Os comentários continuaram:

[A vilã também é muito ingênua. Como pôde acreditar durante todo esse tempo que o segundo protagonista não sentia desejo nenhum? Pelo amor de Deus, ele é um íncubo! Sem falar que você tem um corpo incrível e é a mulher mais bonita deste livro. Ele só nunca teve coragem de obrigá-la a nada.]

[Durante os cios anteriores, Thiago sempre roubava uma peça da sua roupa íntima e se escondia em outro lugar até aquilo passar, só para você não vê-lo naquele estado.]

[O comentário acima me fez lembrar daquelas pobres peças... Nas mãos de um homem tão bem-dotado, quase acabaram em farrapos.]

Fiquei encarando, atônita, os comentários que passavam diante dos meus olhos. Cada frase era mais imprópria que a anterior, digna de vir acompanhada por uma tela cheia de mosaicos de censura.

Será que Thiago não queria que eu o tocasse justamente por causa do cio?

Incapaz de continuar resistindo, ele enterrou o rosto na curva do meu pescoço e pressionou o corpo contra o meu.

A pele clara estava tomada por um rubor intenso. O desejo evidente em suas feições suavizava a frieza distante com que costumava manter todos ao redor.

Até então, eu só pensara em enfrentar Carolina e reconquistar Antônio, meu amigo de infância. Nunca havia prestado verdadeira atenção em Thiago.

Eu não fazia ideia de que aquele homem era tão bonito.

Seus traços eram ainda mais perfeitos do que os dos astros da televisão.

— Na gaveta do escritório... Tem remédio e uma seringa. Vá buscar...

A voz de Thiago saiu falha.

Visivelmente desconcertado, ele tentava esconder os desenhos e as escamas que começavam a aparecer sobre sua pele.

Observei seus lábios, mordidos até sangrar pelo esforço de se controlar. Depois, meu olhar desceu para a camisa encharcada de suor, colada ao corpo e delineando músculos capazes de fazer qualquer pessoa perder o juízo.
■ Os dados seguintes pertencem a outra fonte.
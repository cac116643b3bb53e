//! MovingAI `.scen` scenario loading.
//!
//! A scenario row supplies start and goal cells; headings are not part
//! of the format, so each row is expanded into `samples` queries with
//! headings drawn from a seeded generator — reruns see the same suite.

use crate::limits::ANGLE_NUM;
use crate::query::Pose;
use anyhow::{Context, Result};
use rand::rngs::SmallRng;
use rand::{Rng, SeedableRng};
use std::io::BufRead;
use std::path::Path;
use tracing::debug;

/// One planning query: find a trajectory from `start` to `goal`.
#[derive(Clone, Copy, Debug)]
pub struct Scenario {
    pub start: Pose,
    pub goal: Pose,
}

pub fn load_scenarios(path: impl AsRef<Path>, samples: usize, seed: u64) -> Result<Vec<Scenario>> {
    let path = path.as_ref();
    let file = std::fs::File::open(path)
        .with_context(|| format!("cannot open scenario file {}", path.display()))?;
    let scenarios = parse_scenarios(std::io::BufReader::new(file), samples, seed)
        .with_context(|| format!("malformed scenario file {}", path.display()))?;
    debug!(scenarios = scenarios.len(), "loaded scenario suite");
    Ok(scenarios)
}

pub fn parse_scenarios(reader: impl BufRead, samples: usize, seed: u64) -> Result<Vec<Scenario>> {
    let mut rng = SmallRng::seed_from_u64(seed);
    let mut scenarios = Vec::new();

    // the first line carries the format version only
    for line in reader.lines().skip(1) {
        let line = line?;
        if line.is_empty() {
            continue;
        }
        let mut it = line.split_whitespace().skip(4);
        let mut next = |what: &str| -> Result<i32> {
            it.next()
                .and_then(|raw| raw.parse().ok())
                .with_context(|| format!("expected {} in scenario line {:?}", what, line))
        };
        // cells come column first
        let (start_j, start_i) = (next("start column")?, next("start row")?);
        let (goal_j, goal_i) = (next("goal column")?, next("goal row")?);

        for _ in 0..samples {
            let start_theta = rng.random_range(0..ANGLE_NUM);
            let goal_theta = rng.random_range(0..ANGLE_NUM);
            scenarios.push(Scenario {
                start: Pose::new(start_i, start_j, start_theta),
                goal: Pose::new(goal_i, goal_j, goal_theta),
            });
        }
    }

    Ok(scenarios)
}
De repente, mudei de ideia.

Eu passara três anos dormindo sozinha.

Talvez meu desejo não fosse tão intenso quanto o de um íncubo, mas eu continuava sendo uma mulher normal.
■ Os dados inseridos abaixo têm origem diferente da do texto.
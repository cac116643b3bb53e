//! Compile-time sizing of the search space.
//!
//! These bounds size the bit-packed closed set (`MAX_MAP_HEIGHT *
//! MAX_MAP_WIDTH * MAX_INFO` bits, about 90 MB at the values below) and
//! back the range checks performed by the loaders.

/// Number of discrete headings an agent can point at.
pub const ANGLE_NUM: i32 = 16;

/// Upper bound on configuration-type identifiers in a type table.
pub const MAX_TYPES: usize = 1500;

/// Upper bound on scenarios run per map by the benchmark driver.
pub const MAX_TESTS: usize = 10_000;

/// Maximum dimensions of a loadable map.
pub const MAX_MAP_WIDTH: i32 = 1200;
pub const MAX_MAP_HEIGHT: i32 = 1200;

/// Upper bound on distinct merge-info values in a type table.
///
/// Must be at least `ANGLE_NUM`: the bit-packed closed set indexes lattice
/// states by heading and type cells by merge info through the same slot.
pub const MAX_INFO: i32 = 500;

const _: () = assert!(MAX_INFO >= ANGLE_NUM);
Além disso, a primeira cláusula do contrato de casamento havia sido escrita por mim mesma:

"Nada de sentimentos. Apenas dinheiro. É terminantemente proibido aproveitar-se da vulnerabilidade do outro."
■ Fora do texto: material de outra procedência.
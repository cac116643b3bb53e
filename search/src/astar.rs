//! The A* engine and the interleaved dual search.

use crate::arena::{Arena, NodeId, Vertex, VertexId};
use crate::params::{LatticeParams, SearchParams, TypeParams};
use tracing::debug;

/// What a search run produced.
///
/// On success `final_node` is the goal node; it sits in neither the
/// frontier nor the ledger, so the caller owns it and must hand it back
/// to the arena (after reading `cost` / `path_vertices`) before checking
/// arena balance. Walking `parent` links from it yields the trajectory's
/// vertex chain back to the start — on the type graph, the chain holds
/// goal-type cells only.
#[derive(Clone, Copy, Debug)]
pub struct SearchOutcome {
    pub found: bool,
    /// Number of engine steps taken, successful or not.
    pub steps: u32,
    pub final_node: Option<NodeId>,
}

impl SearchOutcome {
    /// Path cost, when a path was found.
    pub fn cost(&self, arena: &Arena) -> Option<f64> {
        self.final_node.map(|n| arena.node(n).g)
    }

    /// The vertices on the found path, final first, start last.
    ///
    /// Must be called before the owning tree is torn down: the chain's
    /// interior nodes live in its ledger.
    pub fn path_vertices(&self, arena: &Arena) -> Vec<Vertex> {
        let mut path = Vec::new();
        let mut cursor = self.final_node;
        while let Some(id) = cursor {
            let node = arena.node(id);
            path.push(*arena.vertex(node.vertex));
            cursor = node.parent;
        }
        path
    }

    /// The one-line result record used by the benchmark driver:
    /// `result <NAME>: <found> <steps> <cost>` with `-1` standing in for
    /// the cost of a failed search.
    pub fn report(&self, arena: &Arena, name: &str) -> String {
        match self.cost(arena) {
            Some(g) => format!("result {}: 1 {} {}", name, self.steps, g),
            None => format!("result {}: 0 {} -1", name, self.steps),
        }
    }
}

/// Creates the start node and seeds the frontier with it.
pub fn push_start<P: SearchParams>(params: &mut P, arena: &mut Arena) {
    let vertex = params.start_vertex(arena);
    let node = arena.new_node(vertex);
    let h = params.heuristic(arena, vertex);
    arena.node_mut(node).f = h;
    params.tree_mut().push_open(arena, node);
}

/// One engine iteration: pop the best frontier node, test it for the
/// goal, otherwise expand it into the frontier and close it.
///
/// Returns the goal node when one is popped; `None` both while the
/// search is still going and when the frontier is exhausted (the caller
/// distinguishes the two via `open_is_empty`).
pub fn step<P: SearchParams>(
    params: &mut P,
    arena: &mut Arena,
    scratch: &mut Vec<(VertexId, f64)>,
) -> Option<NodeId> {
    let current = params.tree_mut().pop_best(arena)?;
    let vertex = arena.node(current).vertex;
    if params.is_goal(arena, vertex) {
        return Some(current);
    }

    params.successors(arena, vertex, scratch);
    let g = arena.node(current).g;
    for &(u, cost) in scratch.iter() {
        if params.tree().was_expanded(arena, u) {
            // the vertex was closed since its producer was pushed
            arena.release_vertex(u);
            continue;
        }
        let fresh = arena.new_node(u);
        let h = params.heuristic(arena, u);
        {
            let node = arena.node_mut(fresh);
            node.g = g + cost;
            node.f = node.g + h;
        }
        params.link_parent(arena, current, fresh);
        params.tree_mut().push_open(arena, fresh);
    }

    params.tree_mut().admit_closed(arena, current);
    None
}

/// Runs A* to completion on one graph.
pub fn search<P: SearchParams>(params: &mut P, arena: &mut Arena) -> SearchOutcome {
    push_start(params, arena);

    let mut scratch = Vec::new();
    let mut steps = 0;
    while !params.tree().open_is_empty() {
        steps += 1;
        if let Some(node) = step(params, arena, &mut scratch) {
            debug!(steps, g = arena.node(node).g, "search reached a goal");
            return SearchOutcome {
                found: true,
                steps,
                final_node: Some(node),
            };
        }
    }

    debug!(steps, "search exhausted its frontier");
    SearchOutcome {
        found: false,
        steps,
        final_node: None,
    }
}

/// Interleaves a lattice search and a type search within one thread: the
/// type search steps every iteration, the lattice search every
/// `period`-th iteration, or every iteration once the type frontier is
/// exhausted. The first goal found wins.
///
/// Only the lattice running dry decides "no path": the type graph may
/// lose completeness to coalescing, so its exhaustion merely stops its
/// share of the schedule.
pub fn parall(
    lattice: &mut LatticeParams,
    types: &mut TypeParams,
    arena: &mut Arena,
    period: u32,
) -> SearchOutcome {
    assert!(period > 0);
    push_start(lattice, arena);
    push_start(types, arena);

    let mut scratch = Vec::new();
    let mut steps = 0;
    loop {
        let use_types = !types.tree().open_is_empty();
        if lattice.tree().open_is_empty() {
            return SearchOutcome {
                found: false,
                steps,
                final_node: None,
            };
        }
        steps += 1;

        if use_types {
            if let Some(node) = step(types, arena, &mut scratch) {
                return SearchOutcome {
                    found: true,
                    steps,
                    final_node: Some(node),
                };
            }
        }
        if steps % period == 0 || !use_types {
            if let Some(node) = step(lattice, arena, &mut scratch) {
                return SearchOutcome {
                    found: true,
                    steps,
                    final_node: Some(node),
                };
            }
        }
    }
}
Mas eu era uma vilã cruel, desprovida de qualquer senso moral.

Por que me importaria em cumprir promessas?

Depois de me convencer, dei dois tapinhas leves no rosto de Thiago e sussurrei:

— Thiago... Tente ser gentil.

— Não me toque... Estou sujo...

O corpo inteiro dele estremeceu ao sentir minha mão.

Ainda assim, Thiago se agarrava desesperadamente ao último fio de autocontrole.

— Mas eu quero...

Deixei o roupão escorregar até o chão.

Passei a ponta do dedo pelo sangue em seus lábios, fiquei na ponta dos pés e o beijei.

Os comentários explodiram:

[O que está acontecendo aqui? A vilã foi para cima dele mesmo!]

[Esses tapinhas no rosto... Meu Deus, que mulher! Eu não aguento! Isabela, aceita mais um para correr atrás de você?]

[Amor e ódio misturados? Batido. Amor nascendo do ódio? Isso, sim, é cinema!]

[Eu estou tremendo! Nosso casal de vilões finalmente vai transar com ódio acumulado?!]